The 11 October, 2011 issue of JAMA (Journal of the American Medical Association) published the results of a study on prevention of prostate cancer with the antioxidants Vitamin E and selenium. An initial evaluation in early 2008 showed no effect. But an evaluation after a longer period of observation showed that there was a statistically significant increase of 17% in the risk of prostate cancer among 35,000 men who took the supplements. The amount of selenium they took was 200 micrograms (multivitamin pills contain 50 micrograms) and 400 International Units of  vitamin  E (multivitamin pills contain 50-200 I.U.).
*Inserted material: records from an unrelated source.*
//! Turn phases and steps

use serde::{Deserialize, Serialize};
use std::fmt;

/// Major phases of a turn
#[derive(Debug, Clone, Copy, PartialEq, Eq, Hash, Serialize, Deserialize)]
pub enum Phase {
    Beginning,
    Main1,
    Combat,
    Main2,
    Ending,
}

/// Specific steps within phases
#[derive(Debug, Clone, Copy, PartialEq, Eq, Hash, Serialize, Deserialize)]
pub enum Step {
    // Beginning Phase
    Untap,
    Upkeep,
    Draw,

    // Both main phases
    Main,

    // Combat Phase
    BeginCombat,
    DeclareAttackers,
    DeclareBlockers,
    CombatDamage,
    EndCombat,

    // Ending Phase
    EndStep,
    Cleanup,
}

impl Phase {
    /// Phases in turn order
    pub const ORDER: [Phase; 5] = [
        Phase::Beginning,
        Phase::Main1,
        Phase::Combat,
        Phase::Main2,
        Phase::Ending,
    ];

    /// The fixed step sequence of this phase
    pub fn steps(&self) -> &'static [Step] {
        match self {
            Phase::Beginning => &[Step::Untap, Step::Upkeep, Step::Draw],
            Phase::Main1 | Phase::Main2 => &[Step::Main],
            Phase::Combat => &[
                Step::BeginCombat,
                Step::DeclareAttackers,
                Step::DeclareBlockers,
                Step::CombatDamage,
                Step::EndCombat,
            ],
            Phase::Ending => &[Step::EndStep, Step::Cleanup],
        }
    }

    pub fn first_step(&self) -> Step {
        self.steps()[0]
    }

    /// The following phase, `None` after Ending
    pub fn next(&self) -> Option<Phase> {
        match self {
            Phase::Beginning => Some(Phase::Main1),
            Phase::Main1 => Some(Phase::Combat),
            Phase::Combat => Some(Phase::Main2),
            Phase::Main2 => Some(Phase::Ending),
            Phase::Ending => None,
        }
    }

    pub fn name(&self) -> &'static str {
        match self {
            Phase::Beginning => "Beginning",
            Phase::Main1 => "Main 1",
            Phase::Combat => "Combat",
            Phase::Main2 => "Main 2",
            Phase::Ending => "Ending",
        }
    }
}

impl Step {
    pub fn name(&self) -> &'static str {
        match self {
            Step::Untap => "Untap",
            Step::Upkeep => "Upkeep",
            Step::Draw => "Draw",
            Step::Main => "Main",
            Step::BeginCombat => "Beginning of Combat",
            Step::DeclareAttackers => "Declare Attackers",
            Step::DeclareBlockers => "Declare Blockers",
            Step::CombatDamage => "Combat Damage",
            Step::EndCombat => "End of Combat",
            Step::EndStep => "End",
            Step::Cleanup => "Cleanup",
        }
    }
}

/// The current (phase, step) pair
///
/// Every transition is total: there is no invalid state and nothing is ever rejected.
#[derive(Debug, Clone, Copy, PartialEq, Eq, Hash, Serialize, Deserialize)]
pub struct TurnPhase {
    pub phase: Phase,
    pub step: Step,
}

impl TurnPhase {
    /// Start of turn: (Beginning, Untap)
    pub const START: TurnPhase = TurnPhase {
        phase: Phase::Beginning,
        step: Step::Untap,
    };

    /// (Ending, End step)
    pub const END: TurnPhase = TurnPhase {
        phase: Phase::Ending,
        step: Step::EndStep,
    };

    pub fn new() -> Self {
        Self::START
    }

    /// Every (phase, step) pair of one turn, in order
    pub fn cycle() -> impl Iterator<Item = TurnPhase> {
        Phase::ORDER.into_iter().flat_map(|phase| {
            phase
                .steps()
                .iter()
                .map(move |&step| TurnPhase { phase, step })
        })
    }

    /// Advance to the next step, rolling into the next phase and wrapping after Cleanup
    pub fn advance_step(&mut self) {
        let steps = self.phase.steps();
        let next_in_phase = steps
            .iter()
            .position(|&s| s == self.step)
            .and_then(|idx| steps.get(idx + 1))
            .copied();

        *self = match (next_in_phase, self.phase.next()) {
            (Some(step), _) => TurnPhase {
                phase: self.phase,
                step,
            },
            (None, Some(phase)) => TurnPhase {
                phase,
                step: phase.first_step(),
            },
            (None, None) => Self::START,
        };
    }

    /// Jump straight to the end step
    pub fn skip_to_end(&mut self) {
        *self = Self::END;
    }

    /// Reset to the start of a new turn
    pub fn pass_to_next_turn(&mut self) {
        *self = Self::START;
    }

    pub fn is_turn_start(&self) -> bool {
        *self == Self::START
    }
}

impl Default for TurnPhase {
    fn default() -> Self {
        Self::new()
    }
}

impl fmt::Display for TurnPhase {
    fn fmt(&self, f: &mut fmt::Formatter<'_>) -> fmt::Result {
        write!(f, "{} / {}", self.phase.name(), self.step.name())
    }
}

#[cfg(test)]
mod tests {
    use super::*;

    #[test]
    fn test_initial_state() {
        let turn = TurnPhase::new();
        assert_eq!(turn.phase, Phase::Beginning);
        assert_eq!(turn.step, Step::Untap);
        assert!(turn.is_turn_start());
    }

    #[test]
    fn test_three_advances_reach_main_one() {
        let mut turn = TurnPhase::new();
        for _ in 0..3 {
            turn.advance_step();
        }
        assert_eq!(
            turn,
            TurnPhase {
                phase: Phase::Main1,
                step: Step::Main
            }
        );
    }

    #[test]
    fn test_cycle_covers_every_pair_once() {
        let cycle: Vec<_> = TurnPhase::cycle().collect();
        assert_eq!(cycle.len(), 12);
        assert_eq!(cycle[0], TurnPhase::START);
        assert_eq!(cycle[cycle.len() - 1].step, Step::Cleanup);

        let mut turn = TurnPhase::new();
        for expected in &cycle {
            assert_eq!(&turn, expected);
            turn.advance_step();
        }
        assert_eq!(turn, TurnPhase::START);
    }

    #[test]
    fn test_main_step_in_both_main_phases() {
        let mut turn = TurnPhase {
            phase: Phase::Main2,
            step: Step::Main,
        };
        turn.advance_step();
        assert_eq!(turn, TurnPhase::END);
    }

    #[test]
    fn test_skip_and_pass() {
        let mut turn = TurnPhase::new();
        turn.advance_step();
        turn.skip_to_end();
        assert_eq!(turn, TurnPhase::END);

        turn.advance_step();
        assert_eq!(turn.step, Step::Cleanup);
        turn.pass_to_next_turn();
        assert!(turn.is_turn_start());
    }

    #[test]
    fn test_display() {
        assert_eq!(TurnPhase::START.to_string(), "Beginning / Untap");
        assert_eq!(Phase::Combat.first_step(), Step::BeginCombat);
    }
}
This brings up another issue: is there a relationship between the dose taken and the degree of risk? Could a lower dose engender risk, albeit of a lower magnitude? What is a safe dose? The answers to such questions are still unknown. Of course there are situations where supplementation is beneficial. Folic acid taken by pregnant women reduces the risk of spina bifida in newborns. Bleeding can cause iron deficiency anemia and may require iron supplementation. Liver disease can cause vitamin K deficiency and dysfunction of the coagulation system. Older people, especially women, require calcium and vitamin D supplements to avoid osteoporosis and its complications. All those, and other examples require careful evaluation by a physician.

As these and other studies showed -more is not better. And hedging your bets, it turns out, is not as harmless as we thought.

Dov Michaeli MD PhD is a basic researcher writing at The Doctor Weighs In.

One thought on “Dietary Supplements? They Never Made Sense

  1. Have you truly looked at the two recent studies you mention which I believe are the basis of your argument?

    Observational studies based on a few questionnaires over a long time period? You call that a way to obtain good data? These studies were a hit piece, and you used your bias to promote it.

    By your same logic I would assume that in southern new jersey we are at above average risk for earthquakes and hurricanes because I clearly remember having them occur recently. Your logic is faulty. Go back and look in depth at how the studies were conducted.